Task goal
Copy the listing below line for line, from its opening line to the one with "Integral of the", both included; stop there.

————————

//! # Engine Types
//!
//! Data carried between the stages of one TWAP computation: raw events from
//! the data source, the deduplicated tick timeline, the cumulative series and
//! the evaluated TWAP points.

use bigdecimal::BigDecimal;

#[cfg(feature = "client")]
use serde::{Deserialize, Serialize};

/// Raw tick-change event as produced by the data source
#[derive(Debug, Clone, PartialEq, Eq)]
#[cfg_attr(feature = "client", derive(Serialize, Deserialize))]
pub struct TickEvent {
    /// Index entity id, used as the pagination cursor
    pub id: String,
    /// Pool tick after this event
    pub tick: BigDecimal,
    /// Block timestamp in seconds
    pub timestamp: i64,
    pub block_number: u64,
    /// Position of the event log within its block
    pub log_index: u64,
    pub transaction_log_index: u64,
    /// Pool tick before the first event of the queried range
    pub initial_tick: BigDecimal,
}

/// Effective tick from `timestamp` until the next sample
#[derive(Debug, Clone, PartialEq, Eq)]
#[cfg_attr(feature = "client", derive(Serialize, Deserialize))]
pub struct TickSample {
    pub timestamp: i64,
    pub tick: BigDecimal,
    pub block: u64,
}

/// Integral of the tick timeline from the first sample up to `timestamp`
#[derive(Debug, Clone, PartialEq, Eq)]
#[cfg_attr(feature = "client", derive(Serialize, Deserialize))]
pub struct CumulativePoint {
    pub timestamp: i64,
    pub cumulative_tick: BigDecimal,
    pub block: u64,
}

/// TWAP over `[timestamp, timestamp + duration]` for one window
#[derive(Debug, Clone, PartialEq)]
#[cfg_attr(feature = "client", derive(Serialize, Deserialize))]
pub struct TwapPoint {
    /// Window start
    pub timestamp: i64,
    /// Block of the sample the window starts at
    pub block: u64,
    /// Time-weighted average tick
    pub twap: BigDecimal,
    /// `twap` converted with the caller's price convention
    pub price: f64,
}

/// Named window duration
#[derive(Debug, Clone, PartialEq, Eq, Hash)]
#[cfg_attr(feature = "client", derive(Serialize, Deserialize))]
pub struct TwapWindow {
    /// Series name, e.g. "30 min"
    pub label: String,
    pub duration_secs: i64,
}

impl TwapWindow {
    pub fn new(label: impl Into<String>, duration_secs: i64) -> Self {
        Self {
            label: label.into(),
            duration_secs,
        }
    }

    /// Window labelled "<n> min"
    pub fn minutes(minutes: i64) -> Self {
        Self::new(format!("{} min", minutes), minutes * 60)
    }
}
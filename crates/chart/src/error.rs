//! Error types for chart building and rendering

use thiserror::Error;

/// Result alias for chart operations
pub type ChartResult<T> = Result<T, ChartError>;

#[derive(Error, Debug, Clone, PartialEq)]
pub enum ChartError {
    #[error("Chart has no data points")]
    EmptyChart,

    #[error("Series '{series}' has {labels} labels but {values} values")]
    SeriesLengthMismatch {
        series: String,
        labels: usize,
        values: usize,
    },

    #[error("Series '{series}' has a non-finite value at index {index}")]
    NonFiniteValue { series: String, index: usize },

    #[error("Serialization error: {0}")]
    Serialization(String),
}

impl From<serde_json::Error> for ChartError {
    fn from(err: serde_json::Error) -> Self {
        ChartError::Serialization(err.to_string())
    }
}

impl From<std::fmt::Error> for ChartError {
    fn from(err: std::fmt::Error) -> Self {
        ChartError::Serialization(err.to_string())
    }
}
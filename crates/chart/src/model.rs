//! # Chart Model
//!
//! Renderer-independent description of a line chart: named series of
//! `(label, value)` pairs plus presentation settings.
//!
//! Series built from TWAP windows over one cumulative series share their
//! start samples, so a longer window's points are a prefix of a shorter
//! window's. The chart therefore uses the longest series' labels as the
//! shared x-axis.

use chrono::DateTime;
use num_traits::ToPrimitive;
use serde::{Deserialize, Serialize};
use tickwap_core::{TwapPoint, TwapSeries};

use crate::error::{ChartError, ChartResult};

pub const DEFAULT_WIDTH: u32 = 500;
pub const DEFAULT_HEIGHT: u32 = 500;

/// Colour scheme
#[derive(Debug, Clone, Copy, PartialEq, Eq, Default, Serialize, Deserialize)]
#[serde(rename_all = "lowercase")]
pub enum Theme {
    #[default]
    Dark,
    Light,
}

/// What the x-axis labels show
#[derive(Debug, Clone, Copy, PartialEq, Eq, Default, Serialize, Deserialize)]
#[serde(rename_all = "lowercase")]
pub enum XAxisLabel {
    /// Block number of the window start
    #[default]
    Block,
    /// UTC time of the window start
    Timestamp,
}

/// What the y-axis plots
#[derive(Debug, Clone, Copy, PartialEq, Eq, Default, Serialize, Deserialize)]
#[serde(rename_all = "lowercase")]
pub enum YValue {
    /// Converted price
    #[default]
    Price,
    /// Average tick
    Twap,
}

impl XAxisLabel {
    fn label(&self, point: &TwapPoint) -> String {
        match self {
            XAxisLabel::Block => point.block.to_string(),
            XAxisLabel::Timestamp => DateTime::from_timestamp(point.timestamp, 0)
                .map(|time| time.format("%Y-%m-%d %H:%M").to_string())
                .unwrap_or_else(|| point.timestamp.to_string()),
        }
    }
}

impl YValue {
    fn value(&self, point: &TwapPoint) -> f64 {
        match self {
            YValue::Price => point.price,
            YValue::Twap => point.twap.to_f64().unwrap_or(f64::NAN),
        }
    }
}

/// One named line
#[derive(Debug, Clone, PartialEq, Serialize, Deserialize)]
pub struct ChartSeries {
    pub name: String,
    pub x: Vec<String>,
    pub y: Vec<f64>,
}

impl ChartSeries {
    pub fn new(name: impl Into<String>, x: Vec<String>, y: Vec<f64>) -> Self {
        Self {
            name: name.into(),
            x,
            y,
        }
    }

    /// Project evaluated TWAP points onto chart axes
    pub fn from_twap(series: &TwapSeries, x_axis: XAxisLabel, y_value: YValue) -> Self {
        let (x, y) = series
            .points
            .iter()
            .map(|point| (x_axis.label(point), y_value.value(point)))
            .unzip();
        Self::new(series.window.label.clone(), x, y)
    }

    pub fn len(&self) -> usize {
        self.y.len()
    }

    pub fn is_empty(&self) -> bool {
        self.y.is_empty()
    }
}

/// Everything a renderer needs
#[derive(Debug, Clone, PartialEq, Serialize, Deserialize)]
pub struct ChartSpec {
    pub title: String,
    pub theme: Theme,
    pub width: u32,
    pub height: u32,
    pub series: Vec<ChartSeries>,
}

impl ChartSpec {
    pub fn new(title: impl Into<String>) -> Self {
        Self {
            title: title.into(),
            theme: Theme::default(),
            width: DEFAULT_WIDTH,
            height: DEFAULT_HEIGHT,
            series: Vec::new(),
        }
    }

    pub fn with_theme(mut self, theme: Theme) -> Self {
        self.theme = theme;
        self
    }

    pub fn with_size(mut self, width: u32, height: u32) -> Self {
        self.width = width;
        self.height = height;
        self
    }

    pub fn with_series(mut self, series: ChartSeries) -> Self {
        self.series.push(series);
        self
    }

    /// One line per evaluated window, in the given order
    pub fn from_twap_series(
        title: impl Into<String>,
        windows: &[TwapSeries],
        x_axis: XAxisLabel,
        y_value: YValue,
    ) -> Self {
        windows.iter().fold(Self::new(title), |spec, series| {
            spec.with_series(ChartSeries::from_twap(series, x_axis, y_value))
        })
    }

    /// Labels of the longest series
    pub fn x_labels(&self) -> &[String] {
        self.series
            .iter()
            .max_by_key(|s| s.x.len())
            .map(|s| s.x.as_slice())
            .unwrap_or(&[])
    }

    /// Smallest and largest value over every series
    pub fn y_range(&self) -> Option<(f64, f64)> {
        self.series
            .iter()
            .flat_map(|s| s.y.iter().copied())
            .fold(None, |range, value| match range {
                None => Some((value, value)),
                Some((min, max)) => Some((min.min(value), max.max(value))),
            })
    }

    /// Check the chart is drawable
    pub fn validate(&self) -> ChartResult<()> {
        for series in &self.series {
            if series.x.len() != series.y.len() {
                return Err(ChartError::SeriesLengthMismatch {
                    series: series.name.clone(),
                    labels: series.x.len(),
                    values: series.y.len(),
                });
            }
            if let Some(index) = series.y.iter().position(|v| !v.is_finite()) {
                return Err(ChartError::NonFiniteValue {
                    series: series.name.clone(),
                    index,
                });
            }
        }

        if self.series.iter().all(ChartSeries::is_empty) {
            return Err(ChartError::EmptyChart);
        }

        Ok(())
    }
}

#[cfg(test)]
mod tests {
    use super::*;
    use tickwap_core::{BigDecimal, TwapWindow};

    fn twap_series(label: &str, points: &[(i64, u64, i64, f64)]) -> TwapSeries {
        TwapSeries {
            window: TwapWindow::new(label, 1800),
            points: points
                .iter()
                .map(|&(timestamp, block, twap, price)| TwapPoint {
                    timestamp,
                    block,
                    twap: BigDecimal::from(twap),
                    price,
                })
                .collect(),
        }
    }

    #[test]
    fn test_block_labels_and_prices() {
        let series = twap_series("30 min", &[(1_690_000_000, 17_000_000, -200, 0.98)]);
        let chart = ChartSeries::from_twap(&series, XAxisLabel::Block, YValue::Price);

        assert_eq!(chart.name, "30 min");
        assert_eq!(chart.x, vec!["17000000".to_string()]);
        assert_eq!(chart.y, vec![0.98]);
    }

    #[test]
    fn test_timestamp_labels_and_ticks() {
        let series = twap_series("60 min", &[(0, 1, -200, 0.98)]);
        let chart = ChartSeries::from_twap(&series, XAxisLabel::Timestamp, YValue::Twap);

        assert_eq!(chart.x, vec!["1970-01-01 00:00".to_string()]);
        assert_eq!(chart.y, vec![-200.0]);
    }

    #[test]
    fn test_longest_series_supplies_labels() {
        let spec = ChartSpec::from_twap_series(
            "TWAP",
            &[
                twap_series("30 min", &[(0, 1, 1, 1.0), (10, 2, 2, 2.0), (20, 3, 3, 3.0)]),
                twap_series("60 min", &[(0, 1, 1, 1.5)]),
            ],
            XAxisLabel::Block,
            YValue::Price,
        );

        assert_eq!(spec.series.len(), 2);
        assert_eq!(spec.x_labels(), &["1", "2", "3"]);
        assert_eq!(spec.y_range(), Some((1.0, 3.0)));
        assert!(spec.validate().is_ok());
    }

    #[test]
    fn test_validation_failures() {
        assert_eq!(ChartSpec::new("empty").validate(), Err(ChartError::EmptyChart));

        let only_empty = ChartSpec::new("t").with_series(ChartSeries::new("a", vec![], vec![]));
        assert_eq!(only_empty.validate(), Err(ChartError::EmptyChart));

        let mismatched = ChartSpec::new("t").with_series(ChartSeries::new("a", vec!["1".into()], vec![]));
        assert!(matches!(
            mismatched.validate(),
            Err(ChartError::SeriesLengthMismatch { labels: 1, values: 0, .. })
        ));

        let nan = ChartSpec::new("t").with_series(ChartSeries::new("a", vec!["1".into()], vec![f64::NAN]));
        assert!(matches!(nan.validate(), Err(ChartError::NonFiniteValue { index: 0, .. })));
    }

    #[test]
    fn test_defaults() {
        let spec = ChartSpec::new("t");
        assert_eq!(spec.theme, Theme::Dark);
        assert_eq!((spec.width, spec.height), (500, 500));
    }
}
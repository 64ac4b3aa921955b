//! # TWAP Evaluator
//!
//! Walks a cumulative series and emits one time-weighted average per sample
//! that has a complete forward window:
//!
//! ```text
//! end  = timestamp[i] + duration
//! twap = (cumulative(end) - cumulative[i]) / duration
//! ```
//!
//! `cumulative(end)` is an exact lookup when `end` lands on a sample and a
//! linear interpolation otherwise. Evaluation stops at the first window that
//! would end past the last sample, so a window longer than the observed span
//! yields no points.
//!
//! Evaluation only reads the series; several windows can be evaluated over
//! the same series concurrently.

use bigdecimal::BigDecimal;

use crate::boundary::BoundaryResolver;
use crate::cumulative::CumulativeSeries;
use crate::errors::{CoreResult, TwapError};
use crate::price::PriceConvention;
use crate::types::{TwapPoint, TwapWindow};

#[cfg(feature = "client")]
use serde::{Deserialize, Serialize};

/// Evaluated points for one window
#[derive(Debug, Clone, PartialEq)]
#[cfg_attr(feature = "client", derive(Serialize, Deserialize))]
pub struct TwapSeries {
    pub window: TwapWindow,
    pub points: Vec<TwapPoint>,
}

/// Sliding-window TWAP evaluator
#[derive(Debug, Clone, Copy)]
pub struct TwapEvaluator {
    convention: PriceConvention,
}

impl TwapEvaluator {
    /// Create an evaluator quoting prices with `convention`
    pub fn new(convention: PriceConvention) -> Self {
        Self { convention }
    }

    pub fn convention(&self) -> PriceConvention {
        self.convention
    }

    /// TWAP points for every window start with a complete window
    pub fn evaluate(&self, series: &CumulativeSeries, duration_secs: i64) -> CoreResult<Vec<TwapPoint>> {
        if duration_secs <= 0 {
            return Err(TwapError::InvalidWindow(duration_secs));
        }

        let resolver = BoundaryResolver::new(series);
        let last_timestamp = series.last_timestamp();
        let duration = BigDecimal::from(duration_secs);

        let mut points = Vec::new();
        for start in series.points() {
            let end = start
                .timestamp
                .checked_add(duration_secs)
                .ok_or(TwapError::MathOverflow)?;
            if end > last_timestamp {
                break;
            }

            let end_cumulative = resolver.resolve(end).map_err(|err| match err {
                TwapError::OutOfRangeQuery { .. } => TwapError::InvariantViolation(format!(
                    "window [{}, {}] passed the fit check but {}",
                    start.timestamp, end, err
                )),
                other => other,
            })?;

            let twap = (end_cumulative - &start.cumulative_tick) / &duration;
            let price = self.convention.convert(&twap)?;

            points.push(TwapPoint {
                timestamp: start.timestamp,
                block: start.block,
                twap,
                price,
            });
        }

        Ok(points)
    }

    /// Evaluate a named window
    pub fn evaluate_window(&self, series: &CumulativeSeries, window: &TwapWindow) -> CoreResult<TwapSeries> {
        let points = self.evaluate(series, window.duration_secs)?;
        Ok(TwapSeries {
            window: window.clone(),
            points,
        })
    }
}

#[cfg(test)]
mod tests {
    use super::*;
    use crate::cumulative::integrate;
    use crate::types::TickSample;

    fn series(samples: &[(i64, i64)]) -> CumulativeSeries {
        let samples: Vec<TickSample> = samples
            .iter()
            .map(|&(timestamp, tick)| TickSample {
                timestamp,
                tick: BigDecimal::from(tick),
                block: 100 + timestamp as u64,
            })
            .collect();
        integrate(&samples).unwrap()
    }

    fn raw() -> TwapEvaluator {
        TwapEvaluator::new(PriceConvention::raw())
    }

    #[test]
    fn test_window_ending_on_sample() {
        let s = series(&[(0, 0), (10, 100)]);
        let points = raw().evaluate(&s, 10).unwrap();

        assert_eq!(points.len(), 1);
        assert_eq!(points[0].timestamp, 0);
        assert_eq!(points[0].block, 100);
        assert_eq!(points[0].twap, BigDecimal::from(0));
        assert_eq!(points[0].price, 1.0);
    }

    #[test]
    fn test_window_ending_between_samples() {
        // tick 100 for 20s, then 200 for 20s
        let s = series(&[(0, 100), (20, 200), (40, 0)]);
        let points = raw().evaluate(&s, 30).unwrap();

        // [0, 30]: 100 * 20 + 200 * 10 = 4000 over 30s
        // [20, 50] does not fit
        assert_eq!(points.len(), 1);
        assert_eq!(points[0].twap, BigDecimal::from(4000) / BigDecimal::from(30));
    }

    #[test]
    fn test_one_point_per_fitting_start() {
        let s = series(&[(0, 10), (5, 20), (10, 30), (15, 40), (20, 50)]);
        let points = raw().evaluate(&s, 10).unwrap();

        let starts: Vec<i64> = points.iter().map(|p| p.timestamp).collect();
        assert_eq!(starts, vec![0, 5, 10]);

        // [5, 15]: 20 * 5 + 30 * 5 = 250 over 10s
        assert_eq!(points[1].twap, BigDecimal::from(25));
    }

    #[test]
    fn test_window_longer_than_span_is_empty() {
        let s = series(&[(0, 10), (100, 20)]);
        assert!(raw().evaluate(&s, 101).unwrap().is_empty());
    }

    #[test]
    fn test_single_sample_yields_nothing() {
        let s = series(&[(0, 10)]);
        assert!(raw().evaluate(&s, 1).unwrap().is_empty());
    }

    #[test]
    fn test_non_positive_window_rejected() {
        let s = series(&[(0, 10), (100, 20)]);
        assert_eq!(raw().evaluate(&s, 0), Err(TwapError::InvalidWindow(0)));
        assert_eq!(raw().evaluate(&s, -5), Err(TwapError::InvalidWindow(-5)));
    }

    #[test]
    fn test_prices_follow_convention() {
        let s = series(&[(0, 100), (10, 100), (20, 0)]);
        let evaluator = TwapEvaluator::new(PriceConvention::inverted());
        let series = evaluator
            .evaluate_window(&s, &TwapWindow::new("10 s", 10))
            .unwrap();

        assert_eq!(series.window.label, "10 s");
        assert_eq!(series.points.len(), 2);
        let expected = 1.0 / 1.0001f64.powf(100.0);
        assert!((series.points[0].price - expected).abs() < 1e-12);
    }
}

————————

Response to the task
//! # Engine Types
//!
//! Data carried between the stages of one TWAP computation: raw events from
//! the data source, the deduplicated tick timeline, the cumulative series and
//! the evaluated TWAP points.

use bigdecimal::BigDecimal;

#[cfg(feature = "client")]
use serde::{Deserialize, Serialize};

/// Raw tick-change event as produced by the data source
#[derive(Debug, Clone, PartialEq, Eq)]
#[cfg_attr(feature = "client", derive(Serialize, Deserialize))]
pub struct TickEvent {
    /// Index entity id, used as the pagination cursor
    pub id: String,
    /// Pool tick after this event
    pub tick: BigDecimal,
    /// Block timestamp in seconds
    pub timestamp: i64,
    pub block_number: u64,
    /// Position of the event log within its block
    pub log_index: u64,
    pub transaction_log_index: u64,
    /// Pool tick before the first event of the queried range
    pub initial_tick: BigDecimal,
}

/// Effective tick from `timestamp` until the next sample
#[derive(Debug, Clone, PartialEq, Eq)]
#[cfg_attr(feature = "client", derive(Serialize, Deserialize))]
pub struct TickSample {
    pub timestamp: i64,
    pub tick: BigDecimal,
    pub block: u64,
}

/// Integral of the tick timeline from the first sample up to `timestamp`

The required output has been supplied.